- German 7″ vinyl single cover

Single by Neil Diamond

from the album Just for You
- B-side: "The Long Way Home"
- Released: July 1967
- Genre: Pop rock
- Length: 2:55
- Label: Bang
- Songwriter: Neil Diamond
- Producers: Ellie Greenwich, Jeff Barry

Neil Diamond singles chronology
| "Girl, You'll Be a Woman Soon" (1967) | "Thank the Lord for the Night Time" (1967) | "Kentucky Woman" (1967) |

= Thank the Lord for the Night Time =

"Thank the Lord for the Night Time" is a song written and performed by Neil Diamond. It reached No. 13 on the U.S. pop chart in 1967 and appeared on his 1967 album Just for You. as its closing track.

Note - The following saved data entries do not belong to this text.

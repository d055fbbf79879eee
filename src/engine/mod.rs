//! The record query engine.
//!
//! Pure functions over an in-memory record collection:
//!
//! - [`filter_records`]: free-text and category filtering, order-preserving
//! - [`rank_records`]: stable descending ranking by holdings, truncated to the top N
//! - [`page_window`]: which page links to show and where the "…" markers go
//! - [`QueryEngine`]: filter, optional ranking and page slicing in one call
//!
//! # Example
//!
//! ```rust
//! use collection_search::engine::QueryEngine;
//! use collection_search::models::{
//!     Category, DisplayMode, LibraryKind, PageState, Query, Record,
//! };
//!
//! let records = vec![
//!     Record::new("WSU", "Washington State University", LibraryKind::Academic)
//!         .country("US")
//!         .count("310"),
//!     Record::new("KYV", "Vernadsky National Library", LibraryKind::Government)
//!         .country("UA")
//!         .count("9000"),
//! ];
//!
//! let query = Query::new("").category(Category::UnitedStates);
//! let outcome = QueryEngine::new().execute(
//!     &records,
//!     &query,
//!     &PageState::default(),
//!     DisplayMode::Leaderboard,
//! );
//!
//! assert_eq!(outcome.total_matched, 1);
//! assert_eq!(outcome.visible[0].id, "WSU");
//! ```

mod filter;
mod query;
mod rank;
mod window;

pub use filter::filter_records;
pub use query::QueryEngine;
pub use rank::{rank_records, rank_records_by, LEADERBOARD_SIZE};
pub use window::page_window;
//! Loading the holdings document from disk.
//!
//! The document is a JSON object whose `"Updated Data"` key holds an array of
//! records. Entries missing a required field or carrying an unknown library
//! type are skipped, so everything handed to the engine is well-formed.

use std::path::Path;

use serde::Deserialize;
use serde_json::Value;

use crate::models::Record;

/// Catalog loading errors
#[derive(Debug, thiserror::Error)]
pub enum CatalogError {
    #[error("Failed to read {path}: {source}")]
    Io {
        path: String,
        #[source]
        source: std::io::Error,
    },

    #[error("Invalid JSON: {0}")]
    Json(#[from] serde_json::Error),
}

/// Records loaded from a document, plus how many entries were dropped
#[derive(Debug, Clone, Default)]
pub struct Catalog {
    pub records: Vec<Record>,
    pub skipped: usize,
}

#[derive(Deserialize)]
struct Document {
    #[serde(rename = "Updated Data", default)]
    entries: Vec<Value>,
}

impl Catalog {
    /// Load a catalog from a JSON file
    pub fn load(path: impl AsRef<Path>) -> Result<Self, CatalogError> {
        let path = path.as_ref();
        let content = std::fs::read_to_string(path).map_err(|source| CatalogError::Io {
            path: path.display().to_string(),
            source,
        })?;

        let catalog = Self::from_json(&content)?;
        tracing::info!(
            "Loaded {} records from {} ({} skipped)",
            catalog.records.len(),
            path.display(),
            catalog.skipped
        );
        Ok(catalog)
    }

    /// Parse a catalog from a JSON document string
    pub fn from_json(content: &str) -> Result<Self, CatalogError> {
        let document: Document = serde_json::from_str(content)?;

        let mut records = Vec::with_capacity(document.entries.len());
        let mut skipped = 0;

        for (index, entry) in document.entries.into_iter().enumerate() {
            match serde_json::from_value::<Record>(entry) {
                Ok(record) => records.push(record),
                Err(e) => {
                    tracing::debug!("Skipping entry {}: {}", index, e);
                    skipped += 1;
                }
            }
        }

        Ok(Self { records, skipped })
    }

    /// Number of usable records
    pub fn len(&self) -> usize {
        self.records.len()
    }

    /// Check if the catalog has no usable records
    pub fn is_empty(&self) -> bool {
        self.records.is_empty()
    }

    /// Find a record by its identifier (case-insensitive)
    pub fn find(&self, id: &str) -> Option<&Record> {
        self.records.iter().find(|r| r.id.eq_ignore_ascii_case(id))
    }
}

#[cfg(test)]
mod tests {
    use super::*;
    use crate::models::LibraryKind;
    use tempfile::tempdir;

    const DOCUMENT: &str = r#"{
        "Updated Data": [
            {
                "institutionName": "Washington State University",
                "institutionIdentifier": "WSU",
                "n": "310",
                "City": "Pullman",
                "State": "WA",
                "Country": "US",
                "libraryType": "Academic",
                "latitude": "46.73",
                "longitude": "-117.16"
            },
            {
                "institutionName": "No identifier",
                "libraryType": "Special"
            },
            {
                "institutionName": "Bookshop",
                "institutionIdentifier": "BKS",
                "libraryType": "Bookstore"
            },
            null,
            {
                "institutionName": "Hromadske Archive",
                "institutionIdentifier": "HRA",
                "libraryType": "Museums & Archives"
            }
        ]
    }"#;

    #[test]
    fn test_from_json_skips_malformed() {
        let catalog = Catalog::from_json(DOCUMENT).unwrap();

        assert_eq!(catalog.len(), 2);
        assert_eq!(catalog.skipped, 3);
        assert_eq!(catalog.records[0].id, "WSU");
        assert_eq!(catalog.records[1].kind, LibraryKind::MuseumsArchives);
        assert!(catalog.records[1].count.is_none());
    }

    #[test]
    fn test_missing_data_key_is_empty() {
        let catalog = Catalog::from_json(r#"{"Other": []}"#).unwrap();
        assert!(catalog.is_empty());
        assert_eq!(catalog.skipped, 0);
    }

    #[test]
    fn test_invalid_json() {
        let result = Catalog::from_json("not json");
        assert!(matches!(result, Err(CatalogError::Json(_))));
    }

    #[test]
    fn test_find() {
        let catalog = Catalog::from_json(DOCUMENT).unwrap();
        assert_eq!(catalog.find("wsu").map(|r| r.name.as_str()), Some("Washington State University"));
        assert!(catalog.find("BKS").is_none());
    }

    #[test]
    fn test_load_from_file() {
        let dir = tempdir().unwrap();
        let path = dir.path().join("data.json");
        std::fs::write(&path, DOCUMENT).unwrap();

        let catalog = Catalog::load(&path).unwrap();
        assert_eq!(catalog.len(), 2);
    }

    #[test]
    fn test_load_nonexistent() {
        let result = Catalog::load("/nonexistent/data.json");
        assert!(matches!(result, Err(CatalogError::Io { .. })));
    }
}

"Thank the Lord for the Night Time" was produced by Ellie Greenwich and Jeff Barry.

Billboard said the song has a "strong dance beat in strong support of Diamond's top vocal work." Cash Box said that it's a "driving, thumping, rhythmic, pounding venture" that "is likely to get a lot of exposure." It ranked No. 100 on Billboard magazine's Top 100 singles of 1967.

==Other charting versions==
- Charlie Major released his take on the song as a single in 1998 which reached No. 48 on the Canadian chart. It was featured on his 1997 album Everything's Alright.

==Other Uses==
On season 7 of American Idol, Syesha Mercado sang this song.